We are currently seeing the “growth through low interest rates and high debt” economic model fail. It looks as if it will be an expensive “restart.”

Astonishingly, U.S. economic experts often respond to the question of how the world’s largest economy will find its way out of its debt trap with, “Muddling through.” With that, they do not mean relevant management theory (don’t laugh, it really exists), but rather a true muddling through. Have fun with that: The United States has a debt ratio of around 100 percent of the GDP. Above all though: Only roughly 56 percent of government expenditures are currently covered by tax income.

Sorry: An economic austerity program that merely proposes debt reduction will unfortunately be too small. To get to a tolerable 60 percent of the GDP (that would be the famous Maastricht criterion), the U.S. would need to reach primary budget surpluses of 10 percent of the GDP until 2020. That means income would have to exceed expenditures (minus interest payments) by roughly $1.4 trillion. Every year. Does anyone believe that? Above all, does anyone believe this will succeed with muddling through?

The U.S. is rapidly approaching the path where many euro countries already stand: behind the debt limit with no return. They have arrived at a point where the diverse austerity and aid programs only slow the escalation of the debt ratio. To actually get the debt under control, they would need to shift their budgets to permanent structural surpluses. That is not realistic.

The situation that we now see in Europe resembles that of a seriously ill patient who is administered high doses of pain medication (in the form of rescue packages, solvency injections and low interest rates) at regular intervals.

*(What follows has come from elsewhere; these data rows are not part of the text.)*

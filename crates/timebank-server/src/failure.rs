// SPDX-License-Identifier: Apache-2.0

//! Bridges domain errors to the wire contract. Handlers return
//! `Result<_, ApiFailure>`; the `From` impls pick the `ApiErrorCode` and
//! `map_error` picks the status.

use axum::http::StatusCode;
use axum::response::{IntoResponse, Response};
use axum::Json;
use timebank_api::{map_error, ApiError};
use timebank_ledger::LedgerError;
use timebank_store::{StoreError, StoreErrorCode};

#[derive(Debug, Clone, PartialEq, Eq)]
pub struct ApiFailure(pub ApiError);

impl IntoResponse for ApiFailure {
    fn into_response(self) -> Response {
        let mapping = map_error(&self.0);
        let status = StatusCode::from_u16(mapping.status_code)
            .unwrap_or(StatusCode::INTERNAL_SERVER_ERROR);
        (status, Json(self.0)).into_response()
    }
}

impl From<ApiError> for ApiFailure {
    fn from(error: ApiError) -> Self {
        Self(error)
    }
}

impl From<StoreError> for ApiFailure {
    fn from(error: StoreError) -> Self {
        let api = match error.code {
            StoreErrorCode::NotFound => ApiError::not_found(&error.message),
            StoreErrorCode::Validation => ApiError::invalid_body(&error.message),
            StoreErrorCode::Conflict => ApiError::conflict(error.message),
            StoreErrorCode::Busy => ApiError::unavailable(&error.message),
            _ => {
                tracing::error!(error = %error, "store failure");
                ApiError::internal()
            }
        };
        Self(api)
    }
}

impl From<LedgerError> for ApiFailure {
    fn from(error: LedgerError) -> Self {
        let api = match error {
            LedgerError::NonPositiveHours(_) => {
                ApiError::invalid_param("hours", "must be positive")
            }
            LedgerError::NoAllocatableBanks => {
                ApiError::conflict("client has no allocatable timebanks")
            }
            _ => {
                tracing::error!(error = %error, "allocation planning failure");
                ApiError::internal()
            }
        };
        Self(api)
    }
}

#[cfg(test)]
mod tests {
    use super::*;
    use timebank_model::Hours;

    #[test]
    fn store_codes_map_to_api_codes() {
        let failure = ApiFailure::from(StoreError::not_found("client x"));
        assert_eq!(failure.0.code, timebank_api::ApiErrorCode::NotFound);
        let failure = ApiFailure::from(StoreError::conflict("stale balance"));
        assert_eq!(failure.0.code, timebank_api::ApiErrorCode::Conflict);
        let failure = ApiFailure::from(StoreError::validation("bad note"));
        assert_eq!(failure.0.code, timebank_api::ApiErrorCode::InvalidParameter);
    }

    #[test]
    fn ledger_errors_name_the_hours_parameter() {
        let failure = ApiFailure::from(LedgerError::NonPositiveHours(Hours::ZERO));
        assert_eq!(failure.0.details["parameter"], "hours");
    }
}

Every time the effect takes hold, those gathered around the sickbed breathe again: It’s working! And then [they are] embarrassed to look and surprised when the effect fades after a few days.

That’s not how one heals patients. At the beginning there is normally a proper diagnosis without self-deception. And it is: We are watching the “growth through low interest rates and high government debt” economic model fail. The debt is climbing higher and higher and growth is becoming slower and slower. The recognition that economic stimulus no longer functions above a certain debt level is, of course (at least officially), not yet political mainstream. Just as little as that recognition, debt above a certain level can no longer be restored to “conventional.”

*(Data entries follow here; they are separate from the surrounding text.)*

use crate::ValidationError;
use serde::{Deserialize, Serialize};
use std::fmt::{Display, Formatter};
use uuid::Uuid;

#[derive(Debug, Clone, Copy, PartialEq, Eq, Hash, PartialOrd, Ord, Serialize, Deserialize)]
#[serde(transparent)]
pub struct UserId(Uuid);

impl UserId {
    #[must_use]
    pub fn new() -> Self {
        Self(Uuid::new_v4())
    }

    pub fn parse(input: &str) -> Result<Self, ValidationError> {
        parse_uuid(input, "user id").map(Self)
    }

    #[must_use]
    pub fn as_uuid(&self) -> &Uuid {
        &self.0
    }
}

impl Default for UserId {
    fn default() -> Self {
        Self::new()
    }
}

impl Display for UserId {
    fn fmt(&self, f: &mut Formatter<'_>) -> std::fmt::Result {
        write!(f, "{}", self.0.hyphenated())
    }
}

#[derive(Debug, Clone, Copy, PartialEq, Eq, Hash, PartialOrd, Ord, Serialize, Deserialize)]
#[serde(transparent)]
pub struct ClientId(Uuid);

impl ClientId {
    #[must_use]
    pub fn new() -> Self {
        Self(Uuid::new_v4())
    }

    pub fn parse(input: &str) -> Result<Self, ValidationError> {
        parse_uuid(input, "client id").map(Self)
    }

    #[must_use]
    pub fn as_uuid(&self) -> &Uuid {
        &self.0
    }
}

impl Default for ClientId {
    fn default() -> Self {
        Self::new()
    }
}

impl Display for ClientId {
    fn fmt(&self, f: &mut Formatter<'_>) -> std::fmt::Result {
        write!(f, "{}", self.0.hyphenated())
    }
}

#[derive(Debug, Clone, Copy, PartialEq, Eq, Hash, PartialOrd, Ord, Serialize, Deserialize)]
#[serde(transparent)]
pub struct ProjectId(Uuid);

impl ProjectId {
    #[must_use]
    pub fn new() -> Self {
        Self(Uuid::new_v4())
    }

    pub fn parse(input: &str) -> Result<Self, ValidationError> {
        parse_uuid(input, "project id").map(Self)
    }

    #[must_use]
    pub fn as_uuid(&self) -> &Uuid {
        &self.0
    }
}

impl Default for ProjectId {
    fn default() -> Self {
        Self::new()
    }
}

impl Display for ProjectId {
    fn fmt(&self, f: &mut Formatter<'_>) -> std::fmt::Result {
        write!(f, "{}", self.0.hyphenated())
    }
}

#[derive(Debug, Clone, Copy, PartialEq, Eq, Hash, PartialOrd, Ord, Serialize, Deserialize)]
#[serde(transparent)]
pub struct TimebankId(Uuid);

impl TimebankId {
    #[must_use]
    pub fn new() -> Self {
        Self(Uuid::new_v4())
    }

    pub fn parse(input: &str) -> Result<Self, ValidationError> {
        parse_uuid(input, "timebank id").map(Self)
    }

    #[must_use]
    pub fn as_uuid(&self) -> &Uuid {
        &self.0
    }
}

impl Default for TimebankId {
    fn default() -> Self {
        Self::new()
    }
}

impl Display for TimebankId {
    fn fmt(&self, f: &mut Formatter<'_>) -> std::fmt::Result {
        write!(f, "{}", self.0.hyphenated())
    }
}

#[derive(Debug, Clone, Copy, PartialEq, Eq, Hash, PartialOrd, Ord, Serialize, Deserialize)]
#[serde(transparent)]
pub struct EntryId(Uuid);

impl EntryId {
    #[must_use]
    pub fn new() -> Self {
        Self(Uuid::new_v4())
    }

    pub fn parse(input: &str) -> Result<Self, ValidationError> {
        parse_uuid(input, "entry id").map(Self)
    }

    #[must_use]
    pub fn as_uuid(&self) -> &Uuid {
        &self.0
    }
}

impl Default for EntryId {
    fn default() -> Self {
        Self::new()
    }
}

impl Display for EntryId {
    fn fmt(&self, f: &mut Formatter<'_>) -> std::fmt::Result {
        write!(f, "{}", self.0.hyphenated())
    }
}

#[derive(Debug, Clone, Copy, PartialEq, Eq, Hash, PartialOrd, Ord, Serialize, Deserialize)]
#[serde(transparent)]
pub struct InviteId(Uuid);

impl InviteId {
    #[must_use]
    pub fn new() -> Self {
        Self(Uuid::new_v4())
    }

    pub fn parse(input: &str) -> Result<Self, ValidationError> {
        parse_uuid(input, "invitation id").map(Self)
    }

    #[must_use]
    pub fn as_uuid(&self) -> &Uuid {
        &self.0
    }
}

impl Default for InviteId {
    fn default() -> Self {
        Self::new()
    }
}

impl Display for InviteId {
    fn fmt(&self, f: &mut Formatter<'_>) -> std::fmt::Result {
        write!(f, "{}", self.0.hyphenated())
    }
}

fn parse_uuid(input: &str, what: &str) -> Result<Uuid, ValidationError> {
    let trimmed = input.trim();
    if trimmed.is_empty() {
        return Err(ValidationError(format!("{what} must not be empty")));
    }
    Uuid::parse_str(trimmed).map_err(|_| ValidationError(format!("{what} is not a valid uuid")))
}

#[cfg(test)]
mod tests {
    use super::*;

    #[test]
    fn parse_accepts_hyphenated_uuid() {
        let id = UserId::new();
        let reparsed = UserId::parse(&id.to_string()).expect("round trip");
        assert_eq!(id, reparsed);
    }

    #[test]
    fn parse_rejects_non_uuid() {
        let err = ClientId::parse("acme").expect_err("not a uuid");
        assert!(err.0.contains("client id"));
    }

    #[test]
    fn display_is_lowercase_hyphenated() {
        let rendered = TimebankId::new().to_string();
        assert_eq!(rendered.len(), 36);
        assert!(rendered.chars().all(|c| c.is_ascii_lowercase() || c.is_ascii_digit() || c == '-'));
    }
}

That this level has been reached in Europe and the U.S. can be seen when one compares the debt not in relation to the GDP, but to government income. It is not available for the liquidation of debt unless one wants to dispossess the citizens. Thus, with debt ratios approaching 180 percent (if one very kindly includes social security) to 400 percent (measured by federal tax income), even Austria, which is ascribed model child status in international comparisons, stands there exposed.

Without a restart, it will work neither in the U.S. nor in Europe. The question is who will push the button for the debt restart. And what this looks like. Several possibilities are open: simple cancellation of debt (improbable because of the potential for political conflict), currency reform (likewise improbable) and “inflationing” away government debt (very probable), to name only the most important.

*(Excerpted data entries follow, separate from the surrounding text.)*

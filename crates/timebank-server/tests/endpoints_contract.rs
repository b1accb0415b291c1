// SPDX-License-Identifier: Apache-2.0

use serde::Deserialize;

#[derive(Debug, Deserialize)]
struct EndpointsContract {
    endpoints: Vec<EndpointEntry>,
}

#[derive(Debug, Deserialize)]
struct EndpointEntry {
    method: String,
    path: String,
    auth: String,
}

const KNOWN_METHODS: &[&str] = &["GET", "POST", "PATCH", "DELETE"];
const AUTH_CLASSES: &[&str] = &["public", "session", "admin"];

#[test]
fn server_routes_match_endpoints_contract() {
    let root = std::path::PathBuf::from(env!("CARGO_MANIFEST_DIR"))
        .parent()
        .and_then(|p| p.parent())
        .expect("workspace root")
        .to_path_buf();

    let contract_path = root.join("docs/contracts/ENDPOINTS.json");
    let contract: EndpointsContract =
        serde_json::from_slice(&std::fs::read(contract_path).expect("read endpoints contract"))
            .expect("parse endpoints contract");

    let server_src =
        std::fs::read_to_string(root.join("crates/timebank-server/src/lib.rs"))
            .expect("read server routing source");

    let mut route_set = std::collections::BTreeSet::new();
    let param_re = regex::Regex::new(r":([A-Za-z_][A-Za-z0-9_]*)").expect("param regex");
    for cap in regex::Regex::new(r#"\.route\(\s*"([^"]+)""#)
        .expect("regex")
        .captures_iter(&server_src)
    {
        let mut path = cap[1].to_string();
        path = param_re.replace_all(&path, "{$1}").to_string();
        route_set.insert(path);
    }

    let mut contract_set = std::collections::BTreeSet::new();
    for ep in &contract.endpoints {
        assert!(
            KNOWN_METHODS.contains(&ep.method.as_str()),
            "unknown method {} for {}",
            ep.method,
            ep.path
        );
        assert!(
            AUTH_CLASSES.contains(&ep.auth.as_str()),
            "unknown auth class {} for {} {}",
            ep.auth,
            ep.method,
            ep.path
        );
        contract_set.insert(ep.path.clone());
    }

    assert_eq!(route_set, contract_set, "server route registry drift");
}

#[test]
fn contract_has_no_duplicate_method_path_pairs() {
    let root = std::path::PathBuf::from(env!("CARGO_MANIFEST_DIR"))
        .parent()
        .and_then(|p| p.parent())
        .expect("workspace root")
        .to_path_buf();
    let contract: EndpointsContract = serde_json::from_slice(
        &std::fs::read(root.join("docs/contracts/ENDPOINTS.json")).expect("read contract"),
    )
    .expect("parse contract");

    let mut seen = std::collections::BTreeSet::new();
    for ep in &contract.endpoints {
        assert!(
            seen.insert((ep.method.clone(), ep.path.clone())),
            "duplicate contract entry {} {}",
            ep.method,
            ep.path
        );
    }
}
// SPDX-License-Identifier: Apache-2.0

//! Environment-driven configuration. Every knob has a `TIMEBANK_*` variable
//! and a default that works for a single-node deployment; the startup
//! contract validator rejects combinations that cannot serve traffic.

use std::env;
use std::path::PathBuf;
use std::time::Duration;

pub const CONFIG_SCHEMA_VERSION: &str = "1";

pub(crate) fn env_bool(name: &str, default: bool) -> bool {
    env::var(name)
        .ok()
        .and_then(|v| match v.as_str() {
            "1" | "true" | "TRUE" | "yes" | "YES" => Some(true),
            "0" | "false" | "FALSE" | "no" | "NO" => Some(false),
            _ => None,
        })
        .unwrap_or(default)
}

pub(crate) fn env_u64(name: &str, default: u64) -> u64 {
    env::var(name)
        .ok()
        .and_then(|v| v.parse::<u64>().ok())
        .unwrap_or(default)
}

pub(crate) fn env_usize(name: &str, default: usize) -> usize {
    env::var(name)
        .ok()
        .and_then(|v| v.parse::<usize>().ok())
        .unwrap_or(default)
}

fn env_string(name: &str) -> Option<String> {
    env::var(name)
        .ok()
        .map(|v| v.trim().to_string())
        .filter(|v| !v.is_empty())
}

/// Where dispatched notifications go.
#[derive(Debug, Clone, PartialEq, Eq)]
pub enum NotifierKind {
    /// One JSON file per message under the given directory.
    Spool(PathBuf),
    /// POST each message to a webhook.
    HttpRelay(String),
}

#[derive(Debug, Clone)]
pub struct ServerConfig {
    pub bind_addr: String,
    pub db_path: PathBuf,
    pub max_body_bytes: usize,
    pub session_ttl_secs: u64,
    pub invite_ttl_hours: u64,
    /// Signs list cursors; from the environment or minted and persisted in
    /// the store's meta table on first start.
    pub cursor_secret: Vec<u8>,
    pub sweep_interval: Duration,
    pub dispatch_interval: Duration,
    pub depletion_scan_interval: Duration,
    pub notify_max_attempts: u32,
    pub notify_base_backoff_ms: u64,
    pub notifier: NotifierKind,
    pub shutdown_drain_ms: u64,
    /// PBKDF2 work factor for newly hashed passwords.
    pub password_iterations: u32,
}

impl ServerConfig {
    /// Reads everything except the cursor secret, which needs the store.
    #[must_use]
    pub fn from_env() -> Self {
        let data_dir = timebank_core::resolve_timebank_data_dir();
        let db_path = env_string("TIMEBANK_DB_PATH")
            .map(PathBuf::from)
            .unwrap_or_else(|| data_dir.join("timebank.db"));
        let notifier = match env_string("TIMEBANK_NOTIFY_WEBHOOK_URL") {
            Some(url) => NotifierKind::HttpRelay(url),
            None => NotifierKind::Spool(
                env_string("TIMEBANK_NOTIFY_SPOOL_DIR")
                    .map(PathBuf::from)
                    .unwrap_or_else(|| data_dir.join("outbox")),
            ),
        };
        Self {
            bind_addr: env_string("TIMEBANK_BIND").unwrap_or_else(|| "0.0.0.0:8080".to_string()),
            db_path,
            max_body_bytes: env_usize("TIMEBANK_MAX_BODY_BYTES", 64 * 1024),
            session_ttl_secs: env_u64("TIMEBANK_SESSION_TTL_SECS", 12 * 60 * 60),
            invite_ttl_hours: env_u64("TIMEBANK_INVITE_TTL_HOURS", 7 * 24),
            cursor_secret: env_string("TIMEBANK_CURSOR_SECRET")
                .map(String::into_bytes)
                .unwrap_or_default(),
            sweep_interval: Duration::from_secs(env_u64("TIMEBANK_SWEEP_INTERVAL_SECS", 300)),
            dispatch_interval: Duration::from_secs(env_u64(
                "TIMEBANK_DISPATCH_INTERVAL_SECS",
                15,
            )),
            depletion_scan_interval: Duration::from_secs(env_u64(
                "TIMEBANK_DEPLETION_SCAN_INTERVAL_SECS",
                3600,
            )),
            notify_max_attempts: env_u64("TIMEBANK_NOTIFY_MAX_ATTEMPTS", 4) as u32,
            notify_base_backoff_ms: env_u64("TIMEBANK_NOTIFY_BACKOFF_MS", 30_000),
            notifier,
            shutdown_drain_ms: env_u64("TIMEBANK_SHUTDOWN_DRAIN_MS", 5000),
            password_iterations: env_u64(
                "TIMEBANK_PASSWORD_ITERATIONS",
                u64::from(timebank_core::password::DEFAULT_ITERATIONS),
            ) as u32,
        }
    }

    #[must_use]
    pub fn session_ttl(&self) -> chrono::Duration {
        chrono::Duration::seconds(self.session_ttl_secs.min(i64::MAX as u64) as i64)
    }

    #[must_use]
    pub fn invite_ttl(&self) -> chrono::Duration {
        chrono::Duration::hours(self.invite_ttl_hours.min(i64::MAX as u64) as i64)
    }
}

pub fn validate_startup_config_contract(config: &ServerConfig) -> Result<(), String> {
    if config.max_body_bytes == 0 {
        return Err("max body bytes must be > 0".to_string());
    }
    if config.session_ttl_secs == 0 {
        return Err("session ttl must be > 0".to_string());
    }
    if config.invite_ttl_hours == 0 {
        return Err("invite ttl must be > 0".to_string());
    }
    if config.cursor_secret.len() < 16 {
        return Err("cursor secret must be at least 16 bytes".to_string());
    }
    if config.sweep_interval.is_zero()
        || config.dispatch_interval.is_zero()
        || config.depletion_scan_interval.is_zero()
    {
        return Err("background intervals must be > 0".to_string());
    }
    if config.notify_max_attempts == 0 {
        return Err("notify max attempts must be > 0".to_string());
    }
    if config.password_iterations < timebank_core::password::MIN_ITERATIONS {
        return Err("password iterations below the hashing floor".to_string());
    }
    if let NotifierKind::HttpRelay(url) = &config.notifier {
        if !url.starts_with("http://") && !url.starts_with("https://") {
            return Err(format!("notify webhook url must be http(s), got {url}"));
        }
    }
    Ok(())
}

The last might be the most charming for those in power; that is, if hyperinflation doesn’t get out of control, those asked to the cash register properly will not truly realize their dispossession. In such cases when there is a time lag, there are also visually respectable salary increases and savings interest rates. Even if the central banks strictly deny it, the ECB and the Fed are already laying the groundwork for this variation with their flood of liquidity. Perhaps not intentionally, but rather out of utter helplessness. Which, of course, doesn’t change anything.